//! Chunk and world containers: block get/set, section allocation, light and
//! biome orchestration, neighbour completeness and change events.
//!
//! A [`World`] owns every [`Chunk`]. Each chunk owns its sections. All public
//! operations take `&self` and are safe to call from any number of threads.

pub mod biomes;
pub mod chunk;
pub mod context;
pub mod data;
pub mod environment;
pub mod events;
pub mod lookup;
pub mod section;
pub mod world;

pub use biomes::WorldBiomes;
pub use chunk::{CachedBiome, Chunk, ChunkState, DataFields, DataPhase};
pub use context::{DimensionLimits, WorldContext};
pub use data::{ChunkDataBatch, ChunkDataError, DataOutcome, WorldUpdate};
pub use environment::{TICKS_PER_DAY, WorldEnvironment};
pub use events::{EventBus, Listener, ListenerId, WorldEvent};
pub use lookup::ChunkLookup;
pub use section::ChunkSection;
pub use world::{RANDOM_TICK_ITERATIONS, RANDOM_TICK_RADII, World};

——————

_INSTRUCTIONS TO FOLLOW:_ Type out the entire listing again, matching every line exactly.

_EXERCISE RESPONSE:_
//! Chunk and world containers: block get/set, section allocation, light and
//! biome orchestration, neighbour completeness and change events.
//!
//! A [`World`] owns every [`Chunk`]. Each chunk owns its sections. All public
//! operations take `&self` and are safe to call from any number of threads.

pub mod biomes;
pub mod chunk;
pub mod context;
pub mod data;
pub mod environment;
pub mod events;
pub mod lookup;
pub mod section;
pub mod world;

pub use biomes::WorldBiomes;
pub use chunk::{CachedBiome, Chunk, ChunkState, DataFields, DataPhase};
pub use context::{DimensionLimits, WorldContext};
pub use data::{ChunkDataBatch, ChunkDataError, DataOutcome, WorldUpdate};
pub use environment::{TICKS_PER_DAY, WorldEnvironment};
pub use events::{EventBus, Listener, ListenerId, WorldEvent};
pub use lookup::ChunkLookup;
pub use section::ChunkSection;
pub use world::{RANDOM_TICK_ITERATIONS, RANDOM_TICK_RADII, World};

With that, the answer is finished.